● **Work task**
Only certain lines below are wanted: those starting at the line containing "exports and tables." and ending at the line containing "pub enum TrainingGroup", both included, each retyped exactly.

-- Records supplied follows --

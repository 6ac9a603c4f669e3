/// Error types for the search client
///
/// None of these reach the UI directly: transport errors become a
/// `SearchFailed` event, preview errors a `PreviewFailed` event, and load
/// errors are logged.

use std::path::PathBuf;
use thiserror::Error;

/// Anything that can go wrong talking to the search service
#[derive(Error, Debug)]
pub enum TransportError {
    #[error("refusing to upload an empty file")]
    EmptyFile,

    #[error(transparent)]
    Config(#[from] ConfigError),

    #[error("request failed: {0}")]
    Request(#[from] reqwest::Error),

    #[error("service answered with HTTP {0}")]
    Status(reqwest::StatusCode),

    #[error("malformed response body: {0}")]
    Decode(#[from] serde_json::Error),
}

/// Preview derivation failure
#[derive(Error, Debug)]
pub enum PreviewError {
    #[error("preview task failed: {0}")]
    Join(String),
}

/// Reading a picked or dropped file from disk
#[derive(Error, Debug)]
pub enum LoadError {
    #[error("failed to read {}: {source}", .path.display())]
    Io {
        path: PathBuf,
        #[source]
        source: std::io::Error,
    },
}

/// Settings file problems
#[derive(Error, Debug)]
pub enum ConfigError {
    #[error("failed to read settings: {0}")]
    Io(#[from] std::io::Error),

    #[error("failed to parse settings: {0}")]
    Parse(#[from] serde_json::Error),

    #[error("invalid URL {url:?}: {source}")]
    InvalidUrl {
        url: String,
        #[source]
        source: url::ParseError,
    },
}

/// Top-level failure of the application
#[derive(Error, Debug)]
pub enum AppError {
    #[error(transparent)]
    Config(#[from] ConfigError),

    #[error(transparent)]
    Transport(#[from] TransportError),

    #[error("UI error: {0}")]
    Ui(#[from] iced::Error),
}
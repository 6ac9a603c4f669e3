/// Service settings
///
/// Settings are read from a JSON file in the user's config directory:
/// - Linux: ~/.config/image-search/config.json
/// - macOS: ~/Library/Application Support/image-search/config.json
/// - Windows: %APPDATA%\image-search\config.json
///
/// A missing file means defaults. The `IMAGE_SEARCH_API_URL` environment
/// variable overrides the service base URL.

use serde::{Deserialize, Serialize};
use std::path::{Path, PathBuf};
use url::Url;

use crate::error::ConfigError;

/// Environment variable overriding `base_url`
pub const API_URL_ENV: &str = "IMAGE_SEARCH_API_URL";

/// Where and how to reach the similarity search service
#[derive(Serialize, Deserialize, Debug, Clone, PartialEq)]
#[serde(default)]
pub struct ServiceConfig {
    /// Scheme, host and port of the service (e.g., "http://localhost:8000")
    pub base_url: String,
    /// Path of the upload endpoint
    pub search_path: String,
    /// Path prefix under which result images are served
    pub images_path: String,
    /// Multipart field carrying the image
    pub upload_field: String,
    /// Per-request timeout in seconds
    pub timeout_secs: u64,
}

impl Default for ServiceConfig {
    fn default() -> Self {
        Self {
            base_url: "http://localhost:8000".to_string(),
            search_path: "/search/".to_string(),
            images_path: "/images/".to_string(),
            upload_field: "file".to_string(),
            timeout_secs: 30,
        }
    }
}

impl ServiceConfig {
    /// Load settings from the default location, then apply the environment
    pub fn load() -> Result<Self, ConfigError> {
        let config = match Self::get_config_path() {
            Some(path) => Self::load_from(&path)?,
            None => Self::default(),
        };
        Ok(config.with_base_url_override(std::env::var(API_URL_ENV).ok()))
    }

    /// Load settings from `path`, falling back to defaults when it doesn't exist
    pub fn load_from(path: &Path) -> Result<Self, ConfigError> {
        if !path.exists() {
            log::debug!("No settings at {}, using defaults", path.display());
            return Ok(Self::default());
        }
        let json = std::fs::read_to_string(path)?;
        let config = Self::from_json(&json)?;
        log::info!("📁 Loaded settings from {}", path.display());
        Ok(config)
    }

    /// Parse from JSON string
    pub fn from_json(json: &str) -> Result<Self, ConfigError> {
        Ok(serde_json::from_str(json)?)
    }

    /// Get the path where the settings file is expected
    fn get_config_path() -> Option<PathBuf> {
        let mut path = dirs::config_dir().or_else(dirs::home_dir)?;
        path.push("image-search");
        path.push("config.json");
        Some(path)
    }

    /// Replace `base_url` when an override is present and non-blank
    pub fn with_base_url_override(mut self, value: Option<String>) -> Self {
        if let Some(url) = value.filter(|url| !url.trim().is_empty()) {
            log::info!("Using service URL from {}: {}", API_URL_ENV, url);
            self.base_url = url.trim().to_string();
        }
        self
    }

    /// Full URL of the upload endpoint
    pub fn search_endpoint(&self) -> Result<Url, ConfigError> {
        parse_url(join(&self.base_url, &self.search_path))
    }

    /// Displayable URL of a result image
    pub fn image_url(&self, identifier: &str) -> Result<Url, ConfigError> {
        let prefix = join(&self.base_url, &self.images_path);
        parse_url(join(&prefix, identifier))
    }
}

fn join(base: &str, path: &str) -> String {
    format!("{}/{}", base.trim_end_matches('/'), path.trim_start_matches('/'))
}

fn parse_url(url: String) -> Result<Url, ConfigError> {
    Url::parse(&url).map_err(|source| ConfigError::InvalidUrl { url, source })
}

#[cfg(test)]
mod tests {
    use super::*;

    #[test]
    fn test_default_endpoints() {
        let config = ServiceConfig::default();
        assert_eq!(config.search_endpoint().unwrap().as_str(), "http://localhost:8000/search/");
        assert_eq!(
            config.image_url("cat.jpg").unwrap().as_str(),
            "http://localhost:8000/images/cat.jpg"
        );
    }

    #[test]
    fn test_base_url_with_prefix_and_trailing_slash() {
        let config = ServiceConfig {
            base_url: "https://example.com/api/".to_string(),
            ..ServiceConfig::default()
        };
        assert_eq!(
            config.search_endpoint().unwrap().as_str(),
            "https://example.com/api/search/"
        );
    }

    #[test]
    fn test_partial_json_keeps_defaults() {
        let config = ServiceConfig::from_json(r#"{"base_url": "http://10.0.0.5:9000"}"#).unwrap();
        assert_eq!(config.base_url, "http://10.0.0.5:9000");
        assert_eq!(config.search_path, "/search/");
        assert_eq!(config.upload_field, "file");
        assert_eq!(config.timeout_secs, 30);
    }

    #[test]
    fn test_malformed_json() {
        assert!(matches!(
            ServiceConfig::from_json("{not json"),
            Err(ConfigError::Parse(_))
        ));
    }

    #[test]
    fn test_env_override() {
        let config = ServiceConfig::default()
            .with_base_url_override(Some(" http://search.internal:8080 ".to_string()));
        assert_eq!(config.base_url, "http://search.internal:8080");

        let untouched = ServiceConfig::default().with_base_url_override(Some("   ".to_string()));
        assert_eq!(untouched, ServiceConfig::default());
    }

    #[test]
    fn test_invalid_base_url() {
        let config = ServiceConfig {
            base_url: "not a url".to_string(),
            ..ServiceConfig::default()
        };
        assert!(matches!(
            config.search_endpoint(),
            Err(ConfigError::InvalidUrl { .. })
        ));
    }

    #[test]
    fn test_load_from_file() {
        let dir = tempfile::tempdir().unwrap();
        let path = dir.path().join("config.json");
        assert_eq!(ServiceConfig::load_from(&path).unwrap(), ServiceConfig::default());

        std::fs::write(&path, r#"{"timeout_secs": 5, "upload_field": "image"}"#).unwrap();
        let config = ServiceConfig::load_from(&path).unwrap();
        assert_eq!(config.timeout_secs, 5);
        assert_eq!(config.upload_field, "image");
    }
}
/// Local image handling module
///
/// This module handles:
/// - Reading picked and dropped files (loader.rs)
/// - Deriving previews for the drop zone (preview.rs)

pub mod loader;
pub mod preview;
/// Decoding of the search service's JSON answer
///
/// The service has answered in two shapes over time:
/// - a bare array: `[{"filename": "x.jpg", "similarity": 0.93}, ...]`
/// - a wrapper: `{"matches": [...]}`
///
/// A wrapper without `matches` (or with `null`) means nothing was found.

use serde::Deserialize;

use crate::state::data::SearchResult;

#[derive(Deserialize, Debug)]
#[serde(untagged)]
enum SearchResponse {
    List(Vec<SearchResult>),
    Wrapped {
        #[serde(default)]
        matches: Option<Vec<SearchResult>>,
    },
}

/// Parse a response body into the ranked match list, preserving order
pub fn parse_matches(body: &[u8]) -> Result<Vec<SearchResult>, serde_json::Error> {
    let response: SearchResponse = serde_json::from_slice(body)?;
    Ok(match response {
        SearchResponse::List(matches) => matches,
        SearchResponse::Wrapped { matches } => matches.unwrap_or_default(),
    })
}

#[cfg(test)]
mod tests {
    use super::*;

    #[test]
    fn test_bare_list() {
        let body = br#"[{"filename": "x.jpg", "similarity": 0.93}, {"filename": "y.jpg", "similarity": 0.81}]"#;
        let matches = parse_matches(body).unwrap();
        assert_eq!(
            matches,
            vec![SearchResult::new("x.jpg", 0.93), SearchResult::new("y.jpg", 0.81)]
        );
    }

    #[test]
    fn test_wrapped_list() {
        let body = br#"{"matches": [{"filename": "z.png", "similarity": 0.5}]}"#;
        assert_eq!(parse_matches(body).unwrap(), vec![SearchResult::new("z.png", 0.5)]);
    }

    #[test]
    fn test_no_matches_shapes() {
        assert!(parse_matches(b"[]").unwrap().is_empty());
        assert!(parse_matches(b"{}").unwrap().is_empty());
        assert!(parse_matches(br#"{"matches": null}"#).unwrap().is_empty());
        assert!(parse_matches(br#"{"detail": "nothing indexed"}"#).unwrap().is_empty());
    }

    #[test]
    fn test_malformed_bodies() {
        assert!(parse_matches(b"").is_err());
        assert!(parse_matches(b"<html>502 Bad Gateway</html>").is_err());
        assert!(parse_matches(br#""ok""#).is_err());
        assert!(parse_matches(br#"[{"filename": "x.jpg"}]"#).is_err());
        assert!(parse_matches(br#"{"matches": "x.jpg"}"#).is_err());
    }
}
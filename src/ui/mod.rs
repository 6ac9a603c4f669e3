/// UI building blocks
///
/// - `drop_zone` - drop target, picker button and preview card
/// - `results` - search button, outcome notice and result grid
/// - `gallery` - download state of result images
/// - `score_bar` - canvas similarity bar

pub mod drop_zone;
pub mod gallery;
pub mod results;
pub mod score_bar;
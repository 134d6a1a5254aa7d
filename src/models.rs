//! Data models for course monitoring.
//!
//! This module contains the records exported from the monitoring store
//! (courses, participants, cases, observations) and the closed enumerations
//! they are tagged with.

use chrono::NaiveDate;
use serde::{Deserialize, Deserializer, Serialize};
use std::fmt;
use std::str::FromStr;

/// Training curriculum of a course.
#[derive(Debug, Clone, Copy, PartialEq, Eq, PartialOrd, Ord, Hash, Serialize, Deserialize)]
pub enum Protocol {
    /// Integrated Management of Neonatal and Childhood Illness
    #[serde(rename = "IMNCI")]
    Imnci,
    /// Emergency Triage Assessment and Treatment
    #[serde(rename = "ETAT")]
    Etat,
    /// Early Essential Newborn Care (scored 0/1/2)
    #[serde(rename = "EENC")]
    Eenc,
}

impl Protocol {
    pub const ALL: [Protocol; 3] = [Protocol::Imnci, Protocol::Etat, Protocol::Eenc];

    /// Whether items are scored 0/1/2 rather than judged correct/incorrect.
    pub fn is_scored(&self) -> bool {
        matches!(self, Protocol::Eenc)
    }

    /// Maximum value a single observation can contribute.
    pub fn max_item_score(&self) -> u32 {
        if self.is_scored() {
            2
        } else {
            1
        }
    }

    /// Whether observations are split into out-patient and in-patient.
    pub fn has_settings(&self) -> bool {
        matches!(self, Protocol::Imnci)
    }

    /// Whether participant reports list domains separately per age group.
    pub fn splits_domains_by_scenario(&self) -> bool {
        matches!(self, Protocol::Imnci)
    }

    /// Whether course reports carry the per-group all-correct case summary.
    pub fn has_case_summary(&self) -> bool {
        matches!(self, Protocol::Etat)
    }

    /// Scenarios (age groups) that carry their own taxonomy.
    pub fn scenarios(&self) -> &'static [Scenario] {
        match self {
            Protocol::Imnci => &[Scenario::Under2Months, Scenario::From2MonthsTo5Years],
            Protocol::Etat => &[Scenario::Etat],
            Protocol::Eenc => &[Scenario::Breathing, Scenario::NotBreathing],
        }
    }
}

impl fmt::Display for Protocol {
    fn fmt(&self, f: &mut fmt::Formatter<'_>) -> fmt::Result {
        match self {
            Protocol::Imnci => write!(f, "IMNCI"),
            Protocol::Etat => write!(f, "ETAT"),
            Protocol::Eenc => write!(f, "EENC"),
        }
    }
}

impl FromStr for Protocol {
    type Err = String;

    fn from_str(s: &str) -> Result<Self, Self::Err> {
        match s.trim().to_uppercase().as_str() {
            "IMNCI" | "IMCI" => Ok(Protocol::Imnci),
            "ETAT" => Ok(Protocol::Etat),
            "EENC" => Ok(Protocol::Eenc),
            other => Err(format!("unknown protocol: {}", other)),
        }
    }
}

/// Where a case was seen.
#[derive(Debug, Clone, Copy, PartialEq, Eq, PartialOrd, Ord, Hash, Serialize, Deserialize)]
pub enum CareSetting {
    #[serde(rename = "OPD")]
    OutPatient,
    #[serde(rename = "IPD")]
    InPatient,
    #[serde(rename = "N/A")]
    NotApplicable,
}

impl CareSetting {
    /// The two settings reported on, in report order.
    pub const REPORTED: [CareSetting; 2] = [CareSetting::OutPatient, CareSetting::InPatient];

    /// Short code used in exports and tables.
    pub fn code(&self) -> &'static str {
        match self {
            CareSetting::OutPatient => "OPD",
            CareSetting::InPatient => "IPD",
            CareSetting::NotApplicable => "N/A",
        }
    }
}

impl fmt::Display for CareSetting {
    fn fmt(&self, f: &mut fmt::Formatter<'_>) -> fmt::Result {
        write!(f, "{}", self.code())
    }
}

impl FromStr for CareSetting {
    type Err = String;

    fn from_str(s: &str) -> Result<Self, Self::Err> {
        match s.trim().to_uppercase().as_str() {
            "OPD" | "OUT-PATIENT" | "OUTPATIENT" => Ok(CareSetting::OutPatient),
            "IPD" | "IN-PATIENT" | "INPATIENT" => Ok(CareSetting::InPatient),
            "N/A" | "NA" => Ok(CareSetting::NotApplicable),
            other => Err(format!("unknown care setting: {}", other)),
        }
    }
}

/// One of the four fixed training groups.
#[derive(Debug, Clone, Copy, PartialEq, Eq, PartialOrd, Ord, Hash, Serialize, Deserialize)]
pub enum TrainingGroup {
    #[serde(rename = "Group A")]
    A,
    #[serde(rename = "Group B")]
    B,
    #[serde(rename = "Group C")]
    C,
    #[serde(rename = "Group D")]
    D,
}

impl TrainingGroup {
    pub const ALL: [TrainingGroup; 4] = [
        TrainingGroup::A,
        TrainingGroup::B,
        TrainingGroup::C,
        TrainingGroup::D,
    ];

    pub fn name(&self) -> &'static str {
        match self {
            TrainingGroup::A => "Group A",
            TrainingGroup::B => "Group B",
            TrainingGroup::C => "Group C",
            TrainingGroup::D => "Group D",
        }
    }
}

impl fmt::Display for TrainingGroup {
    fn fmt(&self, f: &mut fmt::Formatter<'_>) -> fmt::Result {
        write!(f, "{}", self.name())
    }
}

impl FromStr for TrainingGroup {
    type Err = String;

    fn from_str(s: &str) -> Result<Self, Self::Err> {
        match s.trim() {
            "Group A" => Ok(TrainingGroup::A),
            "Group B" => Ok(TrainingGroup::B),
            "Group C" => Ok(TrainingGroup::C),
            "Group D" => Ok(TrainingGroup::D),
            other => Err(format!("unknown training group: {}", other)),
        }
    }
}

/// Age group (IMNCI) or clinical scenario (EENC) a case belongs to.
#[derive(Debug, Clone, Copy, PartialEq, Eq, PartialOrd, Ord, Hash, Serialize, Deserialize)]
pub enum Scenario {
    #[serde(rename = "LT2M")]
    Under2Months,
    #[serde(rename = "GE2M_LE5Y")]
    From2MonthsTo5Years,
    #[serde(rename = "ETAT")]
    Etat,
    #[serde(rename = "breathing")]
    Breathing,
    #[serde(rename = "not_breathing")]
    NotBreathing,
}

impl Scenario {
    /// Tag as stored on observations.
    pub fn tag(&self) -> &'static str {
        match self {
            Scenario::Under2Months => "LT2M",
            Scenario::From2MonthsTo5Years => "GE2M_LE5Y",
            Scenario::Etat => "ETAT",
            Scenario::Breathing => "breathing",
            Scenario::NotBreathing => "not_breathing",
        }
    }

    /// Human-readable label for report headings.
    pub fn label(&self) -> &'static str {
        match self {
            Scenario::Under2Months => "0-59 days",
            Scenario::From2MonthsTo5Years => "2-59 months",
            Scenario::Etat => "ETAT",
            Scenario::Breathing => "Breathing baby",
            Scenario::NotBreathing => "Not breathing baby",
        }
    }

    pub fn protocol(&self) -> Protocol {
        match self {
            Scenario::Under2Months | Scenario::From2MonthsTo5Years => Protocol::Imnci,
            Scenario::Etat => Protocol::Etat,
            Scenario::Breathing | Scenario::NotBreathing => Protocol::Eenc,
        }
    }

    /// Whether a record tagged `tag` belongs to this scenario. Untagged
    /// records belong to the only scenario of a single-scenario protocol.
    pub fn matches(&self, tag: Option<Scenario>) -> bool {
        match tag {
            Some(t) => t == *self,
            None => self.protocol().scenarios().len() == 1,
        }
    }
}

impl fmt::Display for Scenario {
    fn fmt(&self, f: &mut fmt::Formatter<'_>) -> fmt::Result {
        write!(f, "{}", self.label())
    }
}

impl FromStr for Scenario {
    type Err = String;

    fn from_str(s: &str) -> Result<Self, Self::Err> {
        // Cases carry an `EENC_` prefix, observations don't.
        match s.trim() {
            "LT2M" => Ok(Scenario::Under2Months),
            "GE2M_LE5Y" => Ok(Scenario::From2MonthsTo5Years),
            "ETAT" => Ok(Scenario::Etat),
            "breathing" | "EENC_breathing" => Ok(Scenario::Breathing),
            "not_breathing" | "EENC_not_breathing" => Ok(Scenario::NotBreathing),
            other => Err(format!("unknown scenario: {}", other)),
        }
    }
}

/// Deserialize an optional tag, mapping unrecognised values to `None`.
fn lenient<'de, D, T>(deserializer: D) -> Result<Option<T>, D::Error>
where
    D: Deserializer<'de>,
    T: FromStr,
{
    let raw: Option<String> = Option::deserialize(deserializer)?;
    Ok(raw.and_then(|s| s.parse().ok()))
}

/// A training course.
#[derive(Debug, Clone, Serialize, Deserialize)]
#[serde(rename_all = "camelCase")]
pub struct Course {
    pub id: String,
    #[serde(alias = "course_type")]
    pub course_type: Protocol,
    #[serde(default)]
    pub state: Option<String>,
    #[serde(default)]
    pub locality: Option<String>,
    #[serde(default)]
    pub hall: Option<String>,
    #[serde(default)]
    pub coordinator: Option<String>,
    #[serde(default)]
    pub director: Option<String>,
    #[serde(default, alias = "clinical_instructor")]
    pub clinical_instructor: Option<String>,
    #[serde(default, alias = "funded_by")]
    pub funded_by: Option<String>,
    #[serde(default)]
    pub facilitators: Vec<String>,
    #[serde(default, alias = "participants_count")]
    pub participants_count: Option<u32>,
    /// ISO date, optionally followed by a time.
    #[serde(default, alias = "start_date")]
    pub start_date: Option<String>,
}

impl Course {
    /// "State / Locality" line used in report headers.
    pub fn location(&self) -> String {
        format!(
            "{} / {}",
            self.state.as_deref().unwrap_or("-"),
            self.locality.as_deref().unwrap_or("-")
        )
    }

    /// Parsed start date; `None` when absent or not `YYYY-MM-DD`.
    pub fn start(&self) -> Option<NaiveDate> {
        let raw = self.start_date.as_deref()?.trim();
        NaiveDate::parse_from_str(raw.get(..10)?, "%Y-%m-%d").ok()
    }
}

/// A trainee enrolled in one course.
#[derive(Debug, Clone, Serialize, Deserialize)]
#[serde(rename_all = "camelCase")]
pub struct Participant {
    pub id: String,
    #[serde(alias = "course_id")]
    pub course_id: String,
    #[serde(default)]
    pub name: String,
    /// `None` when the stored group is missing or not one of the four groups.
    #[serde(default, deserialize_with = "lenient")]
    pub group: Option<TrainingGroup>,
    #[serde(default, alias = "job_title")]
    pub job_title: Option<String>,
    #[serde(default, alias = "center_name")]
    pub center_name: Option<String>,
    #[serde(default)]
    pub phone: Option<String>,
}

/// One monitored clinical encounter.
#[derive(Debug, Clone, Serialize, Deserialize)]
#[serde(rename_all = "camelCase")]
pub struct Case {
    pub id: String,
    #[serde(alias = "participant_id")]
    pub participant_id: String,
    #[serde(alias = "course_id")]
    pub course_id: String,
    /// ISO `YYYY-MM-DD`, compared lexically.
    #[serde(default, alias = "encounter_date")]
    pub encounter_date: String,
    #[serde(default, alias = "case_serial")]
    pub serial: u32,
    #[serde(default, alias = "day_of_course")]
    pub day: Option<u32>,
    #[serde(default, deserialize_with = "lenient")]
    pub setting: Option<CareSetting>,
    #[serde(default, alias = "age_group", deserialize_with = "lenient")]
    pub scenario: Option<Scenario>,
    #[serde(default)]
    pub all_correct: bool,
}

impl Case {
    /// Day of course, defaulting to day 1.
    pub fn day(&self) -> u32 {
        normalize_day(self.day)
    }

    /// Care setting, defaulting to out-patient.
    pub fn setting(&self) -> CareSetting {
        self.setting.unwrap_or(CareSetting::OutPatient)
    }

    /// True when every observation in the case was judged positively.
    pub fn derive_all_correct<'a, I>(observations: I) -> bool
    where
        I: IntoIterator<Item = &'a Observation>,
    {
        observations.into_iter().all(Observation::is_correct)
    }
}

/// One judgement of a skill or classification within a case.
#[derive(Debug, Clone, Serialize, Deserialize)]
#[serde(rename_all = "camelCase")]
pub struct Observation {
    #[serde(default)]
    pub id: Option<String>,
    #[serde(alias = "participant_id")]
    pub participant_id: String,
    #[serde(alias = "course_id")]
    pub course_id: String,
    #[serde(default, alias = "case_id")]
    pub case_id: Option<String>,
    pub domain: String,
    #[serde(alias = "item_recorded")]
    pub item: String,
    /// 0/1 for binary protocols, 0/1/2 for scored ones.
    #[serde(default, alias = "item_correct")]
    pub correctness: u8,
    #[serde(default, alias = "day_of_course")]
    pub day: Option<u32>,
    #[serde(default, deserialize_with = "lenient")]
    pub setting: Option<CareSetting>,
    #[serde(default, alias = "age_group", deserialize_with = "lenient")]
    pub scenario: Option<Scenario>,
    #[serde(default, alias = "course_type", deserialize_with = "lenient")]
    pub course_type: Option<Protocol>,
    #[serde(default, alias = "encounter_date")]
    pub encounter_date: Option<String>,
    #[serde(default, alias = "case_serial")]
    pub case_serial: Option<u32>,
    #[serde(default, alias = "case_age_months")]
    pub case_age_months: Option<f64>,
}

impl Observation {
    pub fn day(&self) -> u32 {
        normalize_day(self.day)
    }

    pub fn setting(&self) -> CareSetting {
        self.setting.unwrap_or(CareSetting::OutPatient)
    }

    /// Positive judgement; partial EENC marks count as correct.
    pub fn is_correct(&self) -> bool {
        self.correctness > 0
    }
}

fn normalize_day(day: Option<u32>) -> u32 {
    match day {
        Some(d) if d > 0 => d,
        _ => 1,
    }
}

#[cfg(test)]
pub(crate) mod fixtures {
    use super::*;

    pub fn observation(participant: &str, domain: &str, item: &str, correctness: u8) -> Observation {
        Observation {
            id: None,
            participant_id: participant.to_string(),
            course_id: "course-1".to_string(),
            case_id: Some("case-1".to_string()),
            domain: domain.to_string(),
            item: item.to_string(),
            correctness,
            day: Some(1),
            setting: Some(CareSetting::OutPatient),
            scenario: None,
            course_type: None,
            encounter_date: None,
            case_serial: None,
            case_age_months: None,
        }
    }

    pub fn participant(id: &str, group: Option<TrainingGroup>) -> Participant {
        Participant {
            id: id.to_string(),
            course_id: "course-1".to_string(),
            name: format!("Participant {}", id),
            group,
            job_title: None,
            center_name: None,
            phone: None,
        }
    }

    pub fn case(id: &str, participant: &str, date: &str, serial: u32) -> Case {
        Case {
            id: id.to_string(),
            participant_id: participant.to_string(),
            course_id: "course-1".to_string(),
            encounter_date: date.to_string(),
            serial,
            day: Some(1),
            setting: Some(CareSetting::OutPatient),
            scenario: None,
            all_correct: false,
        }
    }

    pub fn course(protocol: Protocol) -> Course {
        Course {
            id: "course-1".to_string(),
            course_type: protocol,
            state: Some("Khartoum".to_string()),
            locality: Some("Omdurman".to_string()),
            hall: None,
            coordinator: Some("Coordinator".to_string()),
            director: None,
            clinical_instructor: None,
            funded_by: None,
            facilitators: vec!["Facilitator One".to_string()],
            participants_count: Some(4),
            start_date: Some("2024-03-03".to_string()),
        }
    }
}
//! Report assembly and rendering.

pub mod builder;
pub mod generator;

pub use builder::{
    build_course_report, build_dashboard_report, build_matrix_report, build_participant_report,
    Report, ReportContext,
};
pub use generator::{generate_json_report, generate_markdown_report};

-- Records supplied concluded --

● **Finished task**
    /// Short code used in exports and tables.
    pub fn code(&self) -> &'static str {
        match self {
            CareSetting::OutPatient => "OPD",
            CareSetting::InPatient => "IPD",
            CareSetting::NotApplicable => "N/A",
        }
    }
}

impl fmt::Display for CareSetting {
    fn fmt(&self, f: &mut fmt::Formatter<'_>) -> fmt::Result {
        write!(f, "{}", self.code())
    }
}

impl FromStr for CareSetting {
    type Err = String;

    fn from_str(s: &str) -> Result<Self, Self::Err> {
        match s.trim().to_uppercase().as_str() {
            "OPD" | "OUT-PATIENT" | "OUTPATIENT" => Ok(CareSetting::OutPatient),
            "IPD" | "IN-PATIENT" | "INPATIENT" => Ok(CareSetting::InPatient),
            "N/A" | "NA" => Ok(CareSetting::NotApplicable),
            other => Err(format!("unknown care setting: {}", other)),
        }
    }
}

/// One of the four fixed training groups.
#[derive(Debug, Clone, Copy, PartialEq, Eq, PartialOrd, Ord, Hash, Serialize, Deserialize)]
pub enum TrainingGroup {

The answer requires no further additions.